[[ Records supplied open ]]

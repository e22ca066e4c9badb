//! Churn soak: a few hundred quads across a handful of materials, with a
//! small fraction mutating every frame. Watch the tier counters settle and
//! the batch count stay near the material count.
//!
//! Run with `RUST_LOG=info cargo run --example soak`.

use batch2d::{
    BatchState, Drawable, ElementArena, ElementId, GenerationalBatcher, Material, RenderRoot,
    Transform, UpdateContext, VertexBuffer,
};
use glam::{Affine2, Vec2};
use rand::rngs::SmallRng;
use rand::{Rng, SeedableRng};

const ELEMENT_COUNT: usize = 256;
const MATERIAL_COUNT: u32 = 8;
const FRAMES: u32 = 600;
const CHURN_CHANCE: f64 = 0.02;

struct Quad {
    material: Material,
    transform: Transform,
    batched: bool,
    sorting_order: u32,
    state: BatchState,
}

impl Drawable for Quad {
    fn material(&self) -> Option<Material> {
        Some(self.material)
    }

    fn world_matrix(&self) -> Affine2 {
        self.transform.matrix()
    }

    fn export_vertices(&mut self, world: Affine2) -> Option<VertexBuffer> {
        let mut buffer = VertexBuffer::begin();
        buffer.add_quad(
            world,
            Vec2::ZERO,
            Vec2::splat(8.0),
            Vec2::ZERO,
            Vec2::ONE,
            [255, 255, 255, 255],
        );
        Some(buffer)
    }

    fn set_batched(&mut self, batched: bool) {
        self.batched = batched;
    }

    fn renderer_enabled(&self) -> bool {
        true
    }

    fn set_sorting_order(&mut self, order: u32) {
        self.sorting_order = order;
    }

    fn batch_state(&self) -> &BatchState {
        &self.state
    }

    fn batch_state_mut(&mut self) -> &mut BatchState {
        &mut self.state
    }
}

fn main() {
    batch2d::init_logging();

    let mut rng = SmallRng::seed_from_u64(42);
    let mut elements: ElementArena<Quad> = ElementArena::new();
    let mut batcher = GenerationalBatcher::new(RenderRoot::new("soak-root", 0));

    let ids: Vec<ElementId> = (0..ELEMENT_COUNT)
        .map(|_| {
            let id = elements.insert(Quad {
                material: Material::new(rng.gen_range(0..MATERIAL_COUNT)),
                transform: Transform::from_translation(Vec2::new(
                    rng.gen_range(0.0..1920.0),
                    rng.gen_range(0.0..1080.0),
                )),
                batched: false,
                sorting_order: 0,
                state: BatchState::default(),
            });
            batcher.add_element(id, &mut elements);
            id
        })
        .collect();

    for frame in 0..FRAMES {
        for &id in &ids {
            if rng.gen_bool(CHURN_CHANCE) {
                if let Some(quad) = elements.get_mut(id) {
                    quad.transform.translation += Vec2::new(
                        rng.gen_range(-4.0..4.0),
                        rng.gen_range(-4.0..4.0),
                    );
                }
                batcher.mark_dirty(id, &mut elements);
            }
        }

        batcher.update(&mut elements);
        let mut context = UpdateContext::new();
        batcher.set_rendering_order(&mut context, &mut elements);

        if frame % 60 == 0 {
            let stats = batcher.stats();
            log::info!(
                "frame {frame:4}: gen0={} gen1={} gen2={} batches={} vertices={} draw slots={}",
                stats.gen0_count,
                stats.gen1_count,
                stats.gen2_count,
                stats.batch_count,
                stats.total_vertex_count,
                context.rendering_order
            );
        }
    }

    let merged = ids
        .iter()
        .filter(|&&id| elements.get(id).map(|quad| quad.batched).unwrap_or(false))
        .count();
    let max_order = ids
        .iter()
        .filter_map(|&id| elements.get(id).map(|quad| quad.sorting_order))
        .max()
        .unwrap_or(0);
    log::info!("final frame: {merged} merged quads, highest independent order slot {max_order}");

    batcher.dispose(&mut elements);
    log::info!("soak complete");
}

[[ Records supplied closed ]]

Task statement –
Word for word, write out all of the data above.

Exercise solution –
repository e22ca066e4c9badb
//! Churn soak: a few hundred quads across a handful of materials, with a
//! small fraction mutating every frame. Watch the tier counters settle and
//! the batch count stay near the material count.
//!
//! Run with `RUST_LOG=info cargo run --example soak`.

use batch2d::{
    BatchState, Drawable, ElementArena, ElementId, GenerationalBatcher, Material, RenderRoot,
    Transform, UpdateContext, VertexBuffer,
};
use glam::{Affine2, Vec2};
use rand::rngs::SmallRng;
use rand::{Rng, SeedableRng};

const ELEMENT_COUNT: usize = 256;
const MATERIAL_COUNT: u32 = 8;
const FRAMES: u32 = 600;
const CHURN_CHANCE: f64 = 0.02;

struct Quad {
    material: Material,
    transform: Transform,
    batched: bool,
    sorting_order: u32,
    state: BatchState,
}

impl Drawable for Quad {
    fn material(&self) -> Option<Material> {
        Some(self.material)
    }

    fn world_matrix(&self) -> Affine2 {
        self.transform.matrix()
    }

    fn export_vertices(&mut self, world: Affine2) -> Option<VertexBuffer> {
        let mut buffer = VertexBuffer::begin();
        buffer.add_quad(
            world,
            Vec2::ZERO,
            Vec2::splat(8.0),
            Vec2::ZERO,
            Vec2::ONE,
            [255, 255, 255, 255],
        );
        Some(buffer)
    }

    fn set_batched(&mut self, batched: bool) {
        self.batched = batched;
    }

    fn renderer_enabled(&self) -> bool {
        true
    }

    fn set_sorting_order(&mut self, order: u32) {
        self.sorting_order = order;
    }

    fn batch_state(&self) -> &BatchState {
        &self.state
    }

    fn batch_state_mut(&mut self) -> &mut BatchState {
        &mut self.state
    }
}

fn main() {
    batch2d::init_logging();

    let mut rng = SmallRng::seed_from_u64(42);
    let mut elements: ElementArena<Quad> = ElementArena::new();
    let mut batcher = GenerationalBatcher::new(RenderRoot::new("soak-root", 0));

    let ids: Vec<ElementId> = (0..ELEMENT_COUNT)
        .map(|_| {
            let id = elements.insert(Quad {
                material: Material::new(rng.gen_range(0..MATERIAL_COUNT)),
                transform: Transform::from_translation(Vec2::new(
                    rng.gen_range(0.0..1920.0),
                    rng.gen_range(0.0..1080.0),
                )),
                batched: false,
                sorting_order: 0,
                state: BatchState::default(),
            });
            batcher.add_element(id, &mut elements);
            id
        })
        .collect();

    for frame in 0..FRAMES {
        for &id in &ids {
            if rng.gen_bool(CHURN_CHANCE) {
                if let Some(quad) = elements.get_mut(id) {
                    quad.transform.translation += Vec2::new(
                        rng.gen_range(-4.0..4.0),
                        rng.gen_range(-4.0..4.0),
                    );
                }
                batcher.mark_dirty(id, &mut elements);
            }
        }

        batcher.update(&mut elements);
        let mut context = UpdateContext::new();
        batcher.set_rendering_order(&mut context, &mut elements);

        if frame % 60 == 0 {
            let stats = batcher.stats();
            log::info!(
                "frame {frame:4}: gen0={} gen1={} gen2={} batches={} vertices={} draw slots={}",
                stats.gen0_count,
                stats.gen1_count,
                stats.gen2_count,
                stats.batch_count,
                stats.total_vertex_count,
                context.rendering_order
            );
        }
    }

    let merged = ids
        .iter()
        .filter(|&&id| elements.get(id).map(|quad| quad.batched).unwrap_or(false))
        .count();
    let max_order = ids
        .iter()
        .filter_map(|&id| elements.get(id).map(|quad| quad.sorting_order))
        .max()
        .unwrap_or(0);
    log::info!("final frame: {merged} merged quads, highest independent order slot {max_order}");

    batcher.dispose(&mut elements);
    log::info!("soak complete");
}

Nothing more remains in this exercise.